Recorded data -

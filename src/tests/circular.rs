//! Comprehensive tests for the circular vector
//!
//! 环形向量的全面测试

use crate::{CircularVec, CircularVecError, Exclusive, ExclusiveCircularVec, SharedCircularVec};
use std::collections::VecDeque;
use std::rc::Rc;
use std::thread;

/// Vector of capacity `cap` holding `values` with logical 0 at physical `begin`
fn wrapped<const R: bool>(cap: usize, begin: usize, values: &[i32]) -> CircularVec<i32, Exclusive, R> {
    let mut v = CircularVec::with_capacity(cap);
    for _ in 0..begin {
        v.push_back(0);
        v.pop_front();
    }
    v.extend(values.iter().copied());
    assert_eq!(v.capacity(), cap);
    v
}

fn contents<O: crate::Ownership, const R: bool>(v: &CircularVec<i32, O, R>) -> Vec<i32> {
    v.iter().copied().collect()
}

// ============================================================================
// SEGMENT 1: Reference Scenarios
// 第1段：参考场景
// ============================================================================

#[test]
fn test_push_back_growth_then_push_front() {
    // Capacity doubles 0 -> 1 -> 2 -> 4 -> 8, the ninth element forces 16
    // 容量按 0 -> 1 -> 2 -> 4 -> 8 翻倍，第九个元素迫使扩容到 16
    let mut v: SharedCircularVec<i32> = SharedCircularVec::new();
    assert_eq!(v.capacity(), 0);

    let mut seen = Vec::new();
    for i in 1..=8 {
        v.push_back(i);
        seen.push(v.capacity());
    }
    assert_eq!(seen, vec![1, 2, 4, 4, 8, 8, 8, 8]);

    v.push_front(0);
    assert_eq!(v, [0, 1, 2, 3, 4, 5, 6, 7, 8]);
    assert_eq!(v.len(), 9);
    assert_eq!(v.capacity(), 16);
}

#[test]
fn test_erase_middle_keeps_storage() {
    let mut v: SharedCircularVec<i32> = crate::circular_vec![1, 2, 3, 4, 5];
    let capacity = v.capacity();
    let start = v.as_slices().0.as_ptr();

    v.erase(2);
    assert_eq!(v, [1, 2, 4, 5]);
    assert_eq!(v.len(), 4);
    assert_eq!(v.capacity(), capacity);
    assert_eq!(v.as_slices().0.as_ptr(), start);
}

#[test]
fn test_insert_at_every_begin_position() {
    // Alternate push_front/pop_back to walk the start around the ring
    // 交替执行 push_front/pop_back，使起点绕环移动
    for rounds in [0, 3, 6, 9] {
        let mut v: SharedCircularVec<i32> = SharedCircularVec::with_capacity(4);
        v.extend([1, 2, 3]);
        for _ in 0..rounds {
            let last = *v.back().unwrap();
            v.push_front(last);
            v.pop_back();
        }
        assert_eq!(v, [1, 2, 3]);

        v.insert(1, 99);
        assert_eq!(v, [1, 99, 2, 3], "rounds={rounds}");
        assert_eq!(v.capacity(), 4);
    }
}

// ============================================================================
// SEGMENT 2: Copy-on-write Isolation
// 第2段：写时复制隔离
// ============================================================================

#[test]
fn test_clone_shares_until_write() {
    let a: SharedCircularVec<i32> = crate::circular_vec![1, 2, 3, 4, 5];
    let mut b = a.clone();
    assert!(a.is_shared());
    assert!(b.shares_storage_with(&a));

    b.push_back(6);
    assert!(!b.shares_storage_with(&a));
    assert!(!a.is_shared());
    assert_eq!(a, [1, 2, 3, 4, 5]);
    assert_eq!(b, [1, 2, 3, 4, 5, 6]);
}

#[test]
fn test_every_mutation_detaches() {
    type Op = fn(&mut SharedCircularVec<i32>);
    let ops: &[(&str, Op)] = &[
        ("push_front", |v| v.push_front(0)),
        ("pop_back", |v| {
            v.pop_back();
        }),
        ("pop_front", |v| {
            v.pop_front();
        }),
        ("insert", |v| {
            v.insert(2, 7);
        }),
        ("erase", |v| v.erase(1)),
        ("erase_range", |v| v.erase_range(1..3)),
        ("remove", |v| {
            v.remove(0);
        }),
        ("truncate", |v| v.truncate(2)),
        ("truncate_front", |v| v.truncate_front(2)),
        ("resize", |v| v.resize(9, 1)),
        ("resize_front", |v| v.resize_front(9, 1)),
        ("clear", |v| v.clear()),
        ("get_mut", |v| *v.get_mut(0).unwrap() = 42),
        ("index_mut", |v| v[4] = 42),
        ("iter_mut", |v| v.iter_mut().for_each(|x| *x *= 2)),
        ("swap", |v| v.swap(0, 4)),
        ("rotate_left", |v| v.rotate_left(2)),
        ("spans_mut", |v| v.spans_mut(..).fill(0)),
        ("reserve", |v| v.reserve(100)),
        ("assign_n", |v| v.assign_n(2, 8)),
        ("append", |v| {
            let other = v.clone();
            v.append(&other);
        }),
    ];

    for &(name, op) in ops {
        let a: SharedCircularVec<i32> = crate::circular_vec![1, 2, 3, 4, 5];
        let mut b = a.clone();
        op(&mut b);
        assert_eq!(a, [1, 2, 3, 4, 5], "{name} leaked into the original");
        assert!(!b.shares_storage_with(&a), "{name} kept sharing");
    }
}

#[test]
fn test_write_through_original_leaves_copy() {
    let mut a: SharedCircularVec<String> = ["x", "y"].iter().map(|s| s.to_string()).collect();
    let b = a.clone();
    a[0].push('!');
    assert_eq!(a, ["x!".to_string(), "y".to_string()]);
    assert_eq!(b, ["x".to_string(), "y".to_string()]);
}

#[test]
fn test_exclusive_clone_never_shares() {
    let a = ExclusiveCircularVec::from([1, 2, 3]);
    let b = a.clone();
    assert!(!a.shares_storage_with(&b));
    assert!(!a.is_shared());
    assert_eq!(a, b);
}

#[test]
fn test_share_count_tracks_copies() {
    let a: SharedCircularVec<i32> = SharedCircularVec::new();
    assert_eq!(a.share_count(), 0);

    let a: SharedCircularVec<i32> = crate::circular_vec![1, 2, 3];
    let b = a.clone();
    let c = b.clone();
    assert_eq!(a.share_count(), 3);
    assert!(c.is_shared());
    drop(b);
    assert_eq!(c.share_count(), 2);
    drop(c);
    assert_eq!(a.share_count(), 1);
    assert!(!a.is_shared());

    // Exclusive copies each own one store
    // 独占副本各自拥有一个存储
    let e = ExclusiveCircularVec::from([1, 2, 3]);
    let f = e.clone();
    assert_eq!(e.share_count(), 1);
    assert_eq!(f.share_count(), 1);
    assert!(!f.is_shared());
}

#[test]
fn test_as_mut_slices_detaches_and_wraps() {
    let mut empty: SharedCircularVec<i32> = SharedCircularVec::new();
    assert_eq!(empty.as_mut_slices(), (&mut [][..], &mut [][..]));

    let mut v = wrapped::<true>(4, 3, &[1, 2, 3]);
    let (a, b) = v.as_mut_slices();
    assert_eq!((&*a, &*b), (&[1][..], &[2, 3][..]));
    a[0] = 10;
    b[1] = 30;
    assert_eq!(v, [10, 2, 30]);

    let shared: SharedCircularVec<i32> = crate::circular_vec![1, 2];
    let mut copy = shared.clone();
    copy.as_mut_slices().0[0] = 5;
    assert_eq!(shared, [1, 2]);
    assert_eq!(copy, [5, 2]);
}

#[test]
fn test_read_only_views_do_not_detach() {
    let a: SharedCircularVec<i32> = crate::circular_vec![1, 2, 3];
    let b = a.clone();
    let _ = b.iter().count();
    let _ = b.spans(..).len();
    let _ = b.mid(0, None);
    assert!(b.shares_storage_with(&a));
}

#[test]
fn test_shared_into_iter_clones() {
    let a: SharedCircularVec<Rc<i32>> = (0..4).map(Rc::new).collect();
    let b = a.clone();
    let moved: Vec<Rc<i32>> = b.into_iter().collect();
    assert_eq!(moved.len(), 4);
    // The shared store was cloned, so each value now has two owners
    assert_eq!(Rc::strong_count(&a[0]), 2);
    drop(moved);
    assert_eq!(Rc::strong_count(&a[0]), 1);

    // A private store is moved out without cloning
    let c: SharedCircularVec<Rc<i32>> = (0..4).map(Rc::new).collect();
    let moved: Vec<Rc<i32>> = c.into_iter().collect();
    assert_eq!(Rc::strong_count(&moved[0]), 1);
}

#[test]
fn test_clones_across_threads() {
    let base: SharedCircularVec<u64> = (0..64).collect();
    let handles: Vec<_> = (0..4u64)
        .map(|t| {
            let mut copy = base.clone();
            thread::spawn(move || {
                let sum: u64 = copy.iter().sum();
                copy.push_back(t);
                copy[0] = t;
                (sum, copy.len(), copy[0])
            })
        })
        .collect();

    for (t, handle) in handles.into_iter().enumerate() {
        assert_eq!(handle.join().unwrap(), ((0..64u64).sum::<u64>(), 65, t as u64));
    }
    assert_eq!(base.len(), 64);
    assert_eq!(base[0], 0);
    assert!(!base.is_shared());
}

// ============================================================================
// SEGMENT 3: Capacity Management
// 第3段：容量管理
// ============================================================================

#[test]
fn test_reserve_rounds_and_never_shrinks() {
    let mut v: SharedCircularVec<i32> = crate::circular_vec![1, 2];
    v.reserve(5);
    assert_eq!(v.capacity(), 8);
    v.reserve(3);
    assert_eq!(v.capacity(), 8);
    assert_eq!(v, [1, 2]);
}

#[test]
fn test_shrink_to_fit_idempotent() {
    let mut v: ExclusiveCircularVec<i32> = ExclusiveCircularVec::with_capacity(64);
    v.extend(0..5);
    v.truncate_front(4);
    v.push_front(-1);

    v.shrink_to_fit();
    assert_eq!(v.capacity(), 8);
    assert_eq!(v, [-1, 1, 2, 3, 4]);
    let start = v.as_slices().0.as_ptr();

    v.shrink_to_fit();
    assert_eq!(v.capacity(), 8);
    assert_eq!(v.as_slices().0.as_ptr(), start);
    assert_eq!(v, [-1, 1, 2, 3, 4]);

    v.clear();
    v.shrink_to_fit();
    assert_eq!(v.capacity(), 0);
}

#[test]
fn test_clear_keeps_private_capacity() {
    let mut v: SharedCircularVec<i32> = (0..10).collect();
    assert_eq!(v.capacity(), 16);
    v.clear();
    assert!(v.is_empty());
    assert_eq!(v.capacity(), 16);

    v.extend(0..3);
    let copy = v.clone();
    v.clear();
    assert_eq!(v.capacity(), 0);
    assert_eq!(copy, [0, 1, 2]);
}

#[test]
fn test_capacity_errors() {
    let mut v: SharedCircularVec<u64> = crate::circular_vec![1];
    assert_eq!(v.try_reserve(usize::MAX), Err(CircularVecError::CapacityOverflow));
    assert_eq!(v.capacity(), 1);
    assert_eq!(v, [1]);

    let result = SharedCircularVec::<u64>::try_with_capacity(usize::MAX / 2);
    assert!(matches!(result, Err(CircularVecError::CapacityOverflow)));
}

#[test]
fn test_capacity_stays_power_of_two() {
    let mut v: SharedCircularVec<i32> = SharedCircularVec::new();
    for i in 0..200 {
        match i % 7 {
            0 | 1 | 2 => v.push_back(i),
            3 => v.push_front(i),
            4 => {
                v.pop_front();
            }
            5 => {
                v.insert(v.len() / 2, i);
            }
            _ => {
                if !v.is_empty() {
                    v.erase(v.len() / 3);
                }
            }
        }
        let cap = v.capacity();
        assert!(cap == 0 || cap.is_power_of_two());
        assert!(v.len() <= cap);
    }
}

#[test]
fn test_zero_sized_elements() {
    let mut v: SharedCircularVec<()> = SharedCircularVec::new();
    for _ in 0..100 {
        v.push_back(());
    }
    assert_eq!(v.len(), 100);
    assert_eq!(v.capacity(), 128);
    v.insert(50, ());
    v.erase_range(10..20);
    assert_eq!(v.len(), 91);
    assert_eq!(v.iter().count(), 91);
}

Exercise details -
Please reproduce exactly the lines in the listing above from the one containing "let c: SharedCircularVec<Rc<i32>>" through the one containing "copy[0] = t;", both included, and nothing more.

Task result -
    let c: SharedCircularVec<Rc<i32>> = (0..4).map(Rc::new).collect();
    let moved: Vec<Rc<i32>> = c.into_iter().collect();
    assert_eq!(Rc::strong_count(&moved[0]), 1);
}

#[test]
fn test_clones_across_threads() {
    let base: SharedCircularVec<u64> = (0..64).collect();
    let handles: Vec<_> = (0..4u64)
        .map(|t| {
            let mut copy = base.clone();
            thread::spawn(move || {
                let sum: u64 = copy.iter().sum();
                copy.push_back(t);
                copy[0] = t;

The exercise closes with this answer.